Member of the Wyoming House of Representatives from the 40th district
- In office January 7, 2019 – January 12, 2021
- Preceded by: Mike Madden
- Succeeded by: Barry Crago

Personal details
- Born: Buffalo, Wyoming, U.S.
- Party: Republican
- Children: 2
- Alma mater: Casper College
- Website: Richard Tass

Military service
- Allegiance: United States

= Richard Tass =

American politician

Richard Tass is an American politician and former Wyoming state legislator. A member of the Republican Party, Tass represented the 40th district in the Wyoming House of Representatives from 2019 to 2021.

==Early life==
Tass was born in Buffalo, Wyoming.

==Education==
Tass earned an associate degree from Casper College in 1966.

==Military career==
Tass served in the United States Army during the Vietnam War.

==Professional career==
On November 6, 2018, Tass was elected to the Wyoming House of Representatives where he represents the 40th district.

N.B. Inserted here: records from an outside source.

use crate::commands::{CmdMessage, CmdResult};
use crate::error::Result;
use crate::model::{CommandStore, DeleteTarget, UsageExample};

/// Remove one usage from `cmd`, addressed by index or keyword.
pub fn run(db: &mut CommandStore, cmd: &str, target: &DeleteTarget) -> Result<CmdResult> {
    let mut result = CmdResult::default();

    match remove_usage(db, cmd, target) {
        Some((removed, command_gone)) => {
            result.add_message(CmdMessage::success(format!(
                "Removed usage '{}' from '{}'",
                removed.usage, cmd
            )));
            if command_gone {
                result.add_message(CmdMessage::warning(format!(
                    "'{}' has no usages left and was removed",
                    cmd
                )));
            }
        }
        None => {
            let what = match target {
                DeleteTarget::Index(i) => format!("index {}", i),
                DeleteTarget::Keyword(kw) => format!("keyword '{}'", kw),
            };
            result.add_message(CmdMessage::error(format!(
                "Nothing to delete: no usage of '{}' matches {}",
                cmd, what
            )));
        }
    }

    Ok(result)
}

/// Sentinel-return core of `run`.
///
/// Returns the removed example and whether removing it emptied (and
/// therefore deleted) the whole command record. `None` when the command
/// is unknown, the index is out of range, or no usage/note contains the
/// keyword (matched case-insensitively, first hit wins).
pub fn remove_usage(
    db: &mut CommandStore,
    cmd: &str,
    target: &DeleteTarget,
) -> Option<(UsageExample, bool)> {
    let record = db.get_mut(cmd)?;

    let index = match target {
        DeleteTarget::Index(i) => {
            if *i >= record.examples.len() {
                return None;
            }
            *i
        }
        DeleteTarget::Keyword(kw) => {
            let kw = kw.to_lowercase();
            record.examples.iter().position(|ex| {
                ex.usage.to_lowercase().contains(&kw) || ex.note.to_lowercase().contains(&kw)
            })?
        }
    };

    let removed = record.examples.remove(index);
    let command_gone = record.examples.is_empty();
    if command_gone {
        db.remove(cmd);
    }
    Some((removed, command_gone))
}

#[cfg(test)]
mod tests {
    use super::*;
    use crate::commands::add;

    fn seeded() -> CommandStore {
        let mut db = CommandStore::new();
        add::run(&mut db, "git", None, "git status", Some("check"), None).unwrap();
        add::run(&mut db, "git", None, "git log", None, None).unwrap();
        add::run(&mut db, "git", None, "git checkout -b", Some("branch"), None).unwrap();
        db
    }

    #[test]
    fn removes_by_index_and_shifts_later_ones() {
        let mut db = seeded();
        let (removed, gone) = remove_usage(&mut db, "git", &DeleteTarget::Index(0)).unwrap();
        assert_eq!(removed.usage, "git status");
        assert!(!gone);
        // "git log" moved down into slot 0.
        assert_eq!(db.usage_at("git", 0).unwrap().usage, "git log");
    }

    #[test]
    fn index_out_of_range_fails() {
        let mut db = seeded();
        assert!(remove_usage(&mut db, "git", &DeleteTarget::Index(3)).is_none());
        assert_eq!(db.examples("git").len(), 3);
    }

    #[test]
    fn unknown_command_fails() {
        let mut db = seeded();
        assert!(remove_usage(&mut db, "svn", &DeleteTarget::Index(0)).is_none());
    }

    #[test]
    fn keyword_matches_usage_case_insensitively() {
        let mut db = seeded();
        let target = DeleteTarget::Keyword("CHECKOUT".to_string());
        let (removed, _) = remove_usage(&mut db, "git", &target).unwrap();
        assert_eq!(removed.usage, "git checkout -b");
    }

    #[test]
    fn keyword_matches_note_and_first_hit_wins() {
        let mut db = seeded();
        // "check" occurs in the note of #0 and the usage of #2; #0 goes.
        let target = DeleteTarget::Keyword("check".to_string());
        let (removed, _) = remove_usage(&mut db, "git", &target).unwrap();
        assert_eq!(removed.usage, "git status");
    }

    #[test]
    fn keyword_without_match_fails() {
        let mut db = seeded();
        let target = DeleteTarget::Keyword("rebase".to_string());
        assert!(remove_usage(&mut db, "git", &target).is_none());
    }

    #[test]
    fn removing_last_usage_removes_the_command() {
        let mut db = CommandStore::new();
        add::run(&mut db, "ls", None, "ls -l", None, None).unwrap();

        let (removed, gone) = remove_usage(&mut db, "ls", &DeleteTarget::Index(0)).unwrap();
        assert_eq!(removed.usage, "ls -l");
        assert!(gone);
        assert!(!db.contains("ls"));
    }

    #[test]
    fn messages_distinguish_outcomes() {
        let mut db = seeded();
        let ok = run(&mut db, "git", &DeleteTarget::Index(0)).unwrap();
        assert!(matches!(
            ok.messages[0].level,
            crate::commands::MessageLevel::Success
        ));

        let missing = run(&mut db, "git", &DeleteTarget::Index(99)).unwrap();
        assert!(matches!(
            missing.messages[0].level,
            crate::commands::MessageLevel::Error
        ));
    }
}
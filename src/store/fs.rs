use super::SnapshotStore;
use crate::error::Result;
use crate::model::CommandStore;
use std::fs;
use std::path::PathBuf;

const DATA_FILENAME: &str = "commands.json";

/// JSON snapshot on disk, one file for the whole dictionary.
///
/// Saves go through a temp file in the same directory followed by a
/// rename, so a failed save leaves the previous snapshot in place. A
/// corrupt data file surfaces as a `Format` error instead of being
/// silently replaced by an empty store on the next save.
pub struct FileStore {
    data_file: PathBuf,
}

impl FileStore {
    pub fn new(data_dir: PathBuf) -> Self {
        Self {
            data_file: data_dir.join(DATA_FILENAME),
        }
    }

    pub fn data_file(&self) -> &PathBuf {
        &self.data_file
    }
}

impl SnapshotStore for FileStore {
    fn load(&self) -> Result<CommandStore> {
        if !self.data_file.exists() {
            return Ok(CommandStore::new());
        }
        let raw = fs::read_to_string(&self.data_file)?;
        Ok(serde_json::from_str(&raw)?)
    }

    fn save(&mut self, db: &CommandStore) -> Result<()> {
        if let Some(parent) = self.data_file.parent() {
            if !parent.exists() {
                fs::create_dir_all(parent)?;
            }
        }

        let json = serde_json::to_string_pretty(db)?;
        let tmp = self.data_file.with_extension("json.tmp");
        fs::write(&tmp, json)?;
        fs::rename(&tmp, &self.data_file)?;
        Ok(())
    }
}
use clap::{Parser, Subcommand};
use std::path::PathBuf;

#[derive(Parser, Debug)]
#[command(name = "kvs")]
#[command(about = "A personal command dictionary with styled terminal output", long_about = None)]
pub struct Cli {
    #[command(subcommand)]
    pub command: Option<Commands>,

    /// Skip confirmation prompts
    #[arg(short = 'y', long, global = true)]
    pub yes: bool,
}

#[derive(Subcommand, Debug)]
pub enum Commands {
    /// List all commands, or the usages of one command
    #[command(alias = "ls")]
    List {
        /// Command to list usages for
        command: Option<String>,
    },

    /// Add a usage under a command (creates the command if needed)
    #[command(alias = "a")]
    Add {
        /// Main command name (e.g. "git")
        command: Option<String>,

        /// Display name (e.g. "版本管理")
        name: Option<String>,

        /// Usage example (e.g. "git commit -m")
        usage: Option<String>,

        /// Optional note
        note: Option<String>,

        /// Comma-separated tags (e.g. "dev,git,basic")
        #[arg(long)]
        tags: Option<String>,

        /// Prompt for each field instead of taking arguments
        #[arg(short, long)]
        interactive: bool,
    },

    /// Update command properties
    Update {
        #[command(subcommand)]
        what: UpdateCommands,
    },

    /// Delete a usage by index or first keyword match
    #[command(alias = "rm")]
    Delete {
        /// Main command name
        command: String,

        /// Usage index (e.g. 0) or keyword (e.g. "checkout")
        identifier: String,
    },

    /// Edit a usage in place
    Edit {
        /// Main command name
        command: String,

        /// Index of the usage to edit
        index: usize,

        /// New usage string
        #[arg(long)]
        usage: Option<String>,

        /// New note string
        #[arg(long)]
        note: Option<String>,
    },

    /// Search commands, tags and usages by substring
    #[command(alias = "f")]
    Find {
        /// Keywords, joined with spaces into one query
        #[arg(required = true, num_args = 1..)]
        keywords: Vec<String>,
    },

    /// Copy a usage to the system clipboard
    Copy {
        /// Main command name
        command: String,

        /// Index of the usage to copy
        #[arg(default_value_t = 0)]
        index: usize,
    },

    /// Import commands from a JSON snapshot
    Import {
        /// Path of the snapshot file
        path: PathBuf,

        /// Replace existing commands instead of merging usages
        #[arg(long)]
        overwrite: bool,
    },

    /// Export all commands to a JSON snapshot
    Export {
        /// Path of the file to write
        path: PathBuf,
    },

    /// Get or set configuration
    Config {
        /// Configuration key (e.g., confirm-delete)
        key: Option<String>,

        /// Value to set (if omitted, prints current value)
        value: Option<String>,
    },
}

#[derive(Subcommand, Debug)]
pub enum UpdateCommands {
    /// Replace the display name of a command
    Name {
        command: String,
        new_name: String,
    },

    /// Replace the whole tag set of a command
    #[command(alias = "tags")]
    Tag {
        command: String,
        /// New comma-separated tags (e.g. "dev,git")
        new_tags: String,
    },
}
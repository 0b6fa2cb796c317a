//! Core data types: [`CommandStore`], [`CommandRecord`], and [`UsageExample`].
//!
//! The store is a plain mapping from main-command name to its record. A
//! record groups the usage examples collected under one shell tool together
//! with a display name and a tag set. Two invariants are maintained by every
//! code path that mutates a store:
//!
//! - a record never exists with zero examples; removing the last example
//!   removes the record itself (see `commands::delete`),
//! - `tags` is always sorted and free of duplicates; it is a set stored as a
//!   sequence, and alphabetical order is the only order it has.
//!
//! Usage indices are positions in `examples` and are only stable between
//! mutations: deleting index `i` shifts every later index down by one.

use serde::{Deserialize, Serialize};
use std::collections::BTreeMap;

/// One concrete invocation of a main command, plus an optional note.
#[derive(Debug, Clone, PartialEq, Eq, Serialize, Deserialize)]
pub struct UsageExample {
    pub usage: String,
    #[serde(default)]
    pub note: String,
}

impl UsageExample {
    pub fn new(usage: impl Into<String>, note: impl Into<String>) -> Self {
        Self {
            usage: usage.into(),
            note: note.into(),
        }
    }
}

/// Everything stored under one main-command name.
///
/// `name` is a human-readable label (often CJK in practice) and never acts
/// as a key. Missing fields in older snapshots deserialize to empty
/// defaults.
#[derive(Debug, Clone, Default, PartialEq, Eq, Serialize, Deserialize)]
pub struct CommandRecord {
    #[serde(default)]
    pub name: String,
    #[serde(default)]
    pub tags: Vec<String>,
    #[serde(default)]
    pub examples: Vec<UsageExample>,
}

impl CommandRecord {
    /// Union `extra` into the tag set, then re-normalize.
    /// Never removes a tag the record already has.
    pub fn merge_tags(&mut self, extra: &[String]) {
        self.tags.extend(extra.iter().cloned());
        self.tags = normalize_tags(std::mem::take(&mut self.tags));
    }

    /// Replace the whole tag set (overwrite, not merge; the counterpart
    /// of `merge_tags`).
    pub fn set_tags(&mut self, tags: &[String]) {
        self.tags = normalize_tags(tags.to_vec());
    }
}

/// Sort and de-duplicate a tag list; blank tags are dropped.
pub fn normalize_tags(mut tags: Vec<String>) -> Vec<String> {
    tags.retain(|t| !t.trim().is_empty());
    tags.sort();
    tags.dedup();
    tags
}

/// How a `delete` call addresses the usage to remove: by position, or by
/// the first case-insensitive substring match on usage/note.
#[derive(Debug, Clone, PartialEq, Eq)]
pub enum DeleteTarget {
    Index(usize),
    Keyword(String),
}

impl From<&str> for DeleteTarget {
    fn from(s: &str) -> Self {
        match s.parse::<usize>() {
            Ok(n) => DeleteTarget::Index(n),
            Err(_) => DeleteTarget::Keyword(s.to_string()),
        }
    }
}

/// The whole dictionary: main-command name to record.
///
/// Serialized transparently, so the on-disk snapshot is exactly this
/// mapping: `{"git": {"name": ..., "tags": [...], "examples": [...]}}`.
/// Keys are case-sensitive and unique by construction.
#[derive(Debug, Clone, Default, PartialEq, Eq, Serialize, Deserialize)]
#[serde(transparent)]
pub struct CommandStore {
    commands: BTreeMap<String, CommandRecord>,
}

impl CommandStore {
    pub fn new() -> Self {
        Self::default()
    }

    pub fn get(&self, cmd: &str) -> Option<&CommandRecord> {
        self.commands.get(cmd)
    }

    pub fn get_mut(&mut self, cmd: &str) -> Option<&mut CommandRecord> {
        self.commands.get_mut(cmd)
    }

    /// Fetch the record for `cmd`, creating an empty one if absent.
    pub fn entry(&mut self, cmd: &str) -> &mut CommandRecord {
        self.commands.entry(cmd.to_string()).or_default()
    }

    pub fn insert(&mut self, cmd: String, record: CommandRecord) {
        self.commands.insert(cmd, record);
    }

    pub fn remove(&mut self, cmd: &str) -> Option<CommandRecord> {
        self.commands.remove(cmd)
    }

    pub fn contains(&self, cmd: &str) -> bool {
        self.commands.contains_key(cmd)
    }

    pub fn iter(&self) -> impl Iterator<Item = (&String, &CommandRecord)> {
        self.commands.iter()
    }

    pub fn len(&self) -> usize {
        self.commands.len()
    }

    pub fn is_empty(&self) -> bool {
        self.commands.is_empty()
    }

    /// The examples under `cmd`, or an empty slice if the command is
    /// unknown. Read-only, never fails.
    pub fn examples(&self, cmd: &str) -> &[UsageExample] {
        self.commands
            .get(cmd)
            .map(|r| r.examples.as_slice())
            .unwrap_or(&[])
    }

    pub fn usage_at(&self, cmd: &str, index: usize) -> Option<&UsageExample> {
        self.examples(cmd).get(index)
    }

    /// Consume the store, yielding the underlying mapping. Used by the
    /// import merge to walk an incoming snapshot by value.
    pub fn into_inner(self) -> BTreeMap<String, CommandRecord> {
        self.commands
    }
}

He won with 60.1% of the vote. Tass assumed office on January 7, 2019. On August 18, 2020, when Tass, sought re-election, he was defeated by Barry Crago in the Republican primary. Tass's term expired on January 4, 2021.

==Personal life==
Tass is Catholic. Tass has two children and four grandchildren. Tass is a member of the National Rifle Association of America.